Exercise brief:
Copy each line below in which the word "impl" occurs.
*** Opening of Records for the task ***
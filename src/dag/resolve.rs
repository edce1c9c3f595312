// src/dag/resolve.rs

//! Draft intake and cycle resolution.
//!
//! Upstream decomposition is generative and may hand us duplicate ids,
//! self-dependencies, references to subtasks that do not exist, or outright
//! cycles. None of that is a caller error: resolution repairs the graph by
//! dropping the offending *edges* (never whole subtasks) and reports what it
//! dropped. In the worst case the result is an edgeless, fully parallel
//! graph; resolution itself never fails.

use std::collections::{HashMap, HashSet};

use serde::Serialize;
use tracing::{debug, info, warn};

use crate::dag::graph::SubtaskGraph;
use crate::dag::subtask::{DraftSubtask, Subtask, SubtaskId};

/// Why a dependency edge was removed during resolution.
#[derive(Debug, Clone, Copy, PartialEq, Eq, Serialize)]
#[serde(rename_all = "snake_case")]
pub enum DropReason {
    /// The dependency referenced an id not present in the subtask set.
    UnknownDependency,
    /// The subtask listed itself as a dependency.
    SelfDependency,
    /// The edge closed a cycle and was removed to restore acyclicity.
    CycleBreak,
}

/// One dependency edge removed during resolution: `from` depended on `to`.
#[derive(Debug, Clone, Serialize)]
pub struct DroppedEdge {
    pub from: SubtaskId,
    pub to: SubtaskId,
    pub reason: DropReason,
}

/// Everything resolution changed about the declared dependency relation.
#[derive(Debug, Clone, Default, Serialize)]
pub struct ResolutionReport {
    pub dropped: Vec<DroppedEdge>,
}

impl ResolutionReport {
    pub fn is_clean(&self) -> bool {
        self.dropped.is_empty()
    }
}

/// Resolve draft subtasks into a guaranteed-acyclic [`SubtaskGraph`].
///
/// Passes, in order:
/// 1. normalise drafts (fill missing ids, clamp complexity, de-duplicate ids)
/// 2. drop self-dependencies unconditionally
/// 3. drop dependencies on unknown ids
/// 4. repeatedly find a cycle with an explicit-stack DFS and remove the back
///    edge that closes it, until no cycle remains
///
/// Each step of pass 4 removes exactly one edge from a finite edge set, so
/// termination is guaranteed.
pub fn resolve(drafts: Vec<DraftSubtask>) -> (SubtaskGraph, ResolutionReport) {
    let mut report = ResolutionReport::default();
    let mut subtasks = normalise_drafts(drafts);

    let known: HashSet<SubtaskId> = subtasks.iter().map(|s| s.id.clone()).collect();

    for subtask in &mut subtasks {
        prune_declared_deps(subtask, &known, &mut report);
    }

    // Cycle pass over an id -> deps view of the pruned lists. The view is
    // rebuilt per iteration because each removal invalidates it.
    loop {
        let back_edge = {
            let deps: HashMap<&str, &[SubtaskId]> = subtasks
                .iter()
                .map(|s| (s.id.as_str(), s.dependencies.as_slice()))
                .collect();
            let order: Vec<&str> = subtasks.iter().map(|s| s.id.as_str()).collect();
            find_back_edge(&order, &deps)
        };

        let Some((from, to)) = back_edge else {
            break;
        };

        warn!(from = %from, to = %to, "cycle detected; dropping edge to restore acyclicity");
        if let Some(subtask) = subtasks.iter_mut().find(|s| s.id == from) {
            subtask.dependencies.retain(|d| *d != to);
        }
        report.dropped.push(DroppedEdge {
            from,
            to,
            reason: DropReason::CycleBreak,
        });
    }

    if report.is_clean() {
        debug!(subtasks = subtasks.len(), "dependency relation resolved without repairs");
    } else {
        info!(
            subtasks = subtasks.len(),
            dropped_edges = report.dropped.len(),
            "dependency relation repaired during resolution"
        );
    }

    (SubtaskGraph::from_resolved(subtasks), report)
}

/// Turn drafts into well-formed subtasks without touching the dependency
/// relation between distinct known ids.
fn normalise_drafts(drafts: Vec<DraftSubtask>) -> Vec<Subtask> {
    let mut seen: HashSet<SubtaskId> = HashSet::new();
    let mut subtasks = Vec::with_capacity(drafts.len());

    for (index, draft) in drafts.into_iter().enumerate() {
        let id = if draft.id.trim().is_empty() {
            format!("s{}", index + 1)
        } else {
            draft.id.trim().to_string()
        };

        if !seen.insert(id.clone()) {
            warn!(id = %id, "duplicate subtask id in drafts; keeping the first occurrence");
            continue;
        }

        let description = if draft.description.trim().is_empty() {
            debug!(id = %id, "draft has no description; using its id");
            id.clone()
        } else {
            draft.description.trim().to_string()
        };

        let complexity = if draft.complexity.is_finite() {
            draft.complexity.clamp(0.0, 1.0)
        } else {
            0.5
        };

        subtasks.push(Subtask {
            id,
            description,
            complexity,
            estimated_work_units: draft.work_units.max(1),
            dependencies: draft.dependencies,
            kind: draft.kind,
        });
    }

    subtasks
}

/// Drop self-dependencies and dependencies on unknown ids, de-duplicating
/// repeated entries while keeping declaration order.
fn prune_declared_deps(
    subtask: &mut Subtask,
    known: &HashSet<SubtaskId>,
    report: &mut ResolutionReport,
) {
    let mut kept: Vec<SubtaskId> = Vec::with_capacity(subtask.dependencies.len());

    for dep in subtask.dependencies.drain(..) {
        let dep = dep.trim().to_string();

        if dep == subtask.id {
            warn!(id = %subtask.id, "removing self-dependency");
            report.dropped.push(DroppedEdge {
                from: subtask.id.clone(),
                to: dep,
                reason: DropReason::SelfDependency,
            });
            continue;
        }
        if !known.contains(&dep) {
            warn!(id = %subtask.id, dep = %dep, "dropping dependency on unknown subtask");
            report.dropped.push(DroppedEdge {
                from: subtask.id.clone(),
                to: dep,
                reason: DropReason::UnknownDependency,
            });
            continue;
        }
        if kept.contains(&dep) {
            continue;
        }
        kept.push(dep);
    }

    subtask.dependencies = kept;
}

#[derive(Debug, Clone, Copy, PartialEq, Eq)]
enum VisitColor {
    /// On the current DFS stack.
    Active,
    /// Fully explored.
    Done,
}

/// One DFS frame: a node and the index of the next dependency to follow.
struct Frame<'a> {
    id: &'a str,
    next_dep: usize,
}

/// Find one back edge (an edge into a node currently on the DFS stack), or
/// `None` if the relation is acyclic.
///
/// The traversal follows dependency edges (node → its dependency) with an
/// explicit frame stack and per-call-local colour state, so pathological
/// inputs cannot blow the call stack and repeated calls cannot interfere
/// with each other.
fn find_back_edge(
    order: &[&str],
    deps: &HashMap<&str, &[SubtaskId]>,
) -> Option<(SubtaskId, SubtaskId)> {
    let mut colors: HashMap<&str, VisitColor> = HashMap::new();

    for &start in order {
        if colors.contains_key(start) {
            continue;
        }

        let mut stack: Vec<Frame> = vec![Frame {
            id: start,
            next_dep: 0,
        }];
        colors.insert(start, VisitColor::Active);

        while let Some(frame) = stack.last_mut() {
            let frame_deps: &[SubtaskId] = deps.get(frame.id).copied().unwrap_or(&[]);

            if frame.next_dep < frame_deps.len() {
                let dep = frame_deps[frame.next_dep].as_str();
                frame.next_dep += 1;

                match colors.get(dep) {
                    Some(VisitColor::Active) => {
                        // This edge closes a cycle.
                        return Some((frame.id.to_string(), dep.to_string()));
                    }
                    Some(VisitColor::Done) => {}
                    None => {
                        colors.insert(dep, VisitColor::Active);
                        stack.push(Frame {
                            id: dep,
                            next_dep: 0,
                        });
                    }
                }
            } else {
                colors.insert(frame.id, VisitColor::Done);
                stack.pop();
            }
        }
    }

    None
}
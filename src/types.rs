//! Small shared types used across the crate.

/// Default number of worker slots pulling from the ready queue.
pub const DEFAULT_MAX_CONCURRENCY: usize = 3;

/// Default upper bound for a single subtask deadline, in milliseconds.
pub const DEFAULT_MAX_SUBTASK_TIMEOUT_MS: u64 = 120_000;

/// Caller-facing knobs for one task run.
///
/// Unrecognised concerns deliberately have no home here; everything else is
/// wired through the `Engine` builder instead.
#[derive(Debug, Clone)]
pub struct RunOptions {
    /// Maximum number of subtasks allowed to run concurrently.
    ///
    /// `1` degrades to strictly sequential execution in topological order.
    pub max_concurrency: usize,

    /// Hard cap on any single subtask deadline, in milliseconds.
    ///
    /// The per-subtask deadline is sized from complexity and backend tier and
    /// then clamped to this value.
    pub max_subtask_timeout_ms: u64,

    /// Prefer cheap backends when routing.
    ///
    /// When `false`, routing prefers the most capable surviving backend
    /// instead of the cheapest one.
    pub prefer_low_cost: bool,
}

impl Default for RunOptions {
    fn default() -> Self {
        Self {
            max_concurrency: DEFAULT_MAX_CONCURRENCY,
            max_subtask_timeout_ms: DEFAULT_MAX_SUBTASK_TIMEOUT_MS,
            prefer_low_cost: true,
        }
    }
}

impl RunOptions {
    /// Clamp nonsensical values instead of failing the run.
    ///
    /// A zero concurrency or timeout would deadlock the scheduler, so both
    /// are raised to their minimum useful value.
    pub fn sanitised(mut self) -> Self {
        if self.max_concurrency == 0 {
            self.max_concurrency = 1;
        }
        if self.max_subtask_timeout_ms == 0 {
            self.max_subtask_timeout_ms = DEFAULT_MAX_SUBTASK_TIMEOUT_MS;
        }
        self
    }
}
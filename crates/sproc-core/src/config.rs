//! Parameter binding configuration
//!
//! Loaded from TOML, e.g.
//!
//! ```toml
//! parameter_prefix = "@"
//! return_value_name = "RETURN_VALUE"
//! default_text_size = 4000
//! ```

use crate::{ProcError, Result};
use serde::{Deserialize, Serialize};

fn default_prefix() -> String {
    "@".to_string()
}

fn default_return_value_name() -> String {
    "RETURN_VALUE".to_string()
}

fn default_text_size() -> Option<u32> {
    Some(4000)
}

/// Settings that shape how parameters are named and declared
#[derive(Debug, Clone, PartialEq, Eq, Serialize, Deserialize)]
pub struct BinderConfig {
    /// Prefix the server expects in front of parameter names
    #[serde(default = "default_prefix")]
    pub parameter_prefix: String,

    /// Name of the reserved return-value parameter
    #[serde(default = "default_return_value_name")]
    pub return_value_name: String,

    /// Width used for text outputs declared without a fixed size.
    /// `None` leaves the width to the server (e.g. `NVARCHAR(MAX)`).
    #[serde(default = "default_text_size")]
    pub default_text_size: Option<u32>,
}

impl Default for BinderConfig {
    fn default() -> Self {
        Self {
            parameter_prefix: default_prefix(),
            return_value_name: default_return_value_name(),
            default_text_size: default_text_size(),
        }
    }
}

impl BinderConfig {
    pub fn from_toml_str(source: &str) -> Result<Self> {
        let config: BinderConfig =
            toml::from_str(source).map_err(|e| ProcError::Configuration(e.to_string()))?;
        if config.return_value_name.trim().is_empty() {
            return Err(ProcError::Configuration(
                "return_value_name must not be empty".to_string(),
            ));
        }
        Ok(config)
    }

    /// Name as the server sees it, e.g. `@total`
    pub fn qualified_name(&self, name: &str) -> String {
        format!("{}{}", self.parameter_prefix, name)
    }
}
*** Close of Records for the task ***
Result of this exercise:
impl ResolutionReport {
impl Default for RunOptions {
impl RunOptions {
impl Default for BinderConfig {
impl BinderConfig {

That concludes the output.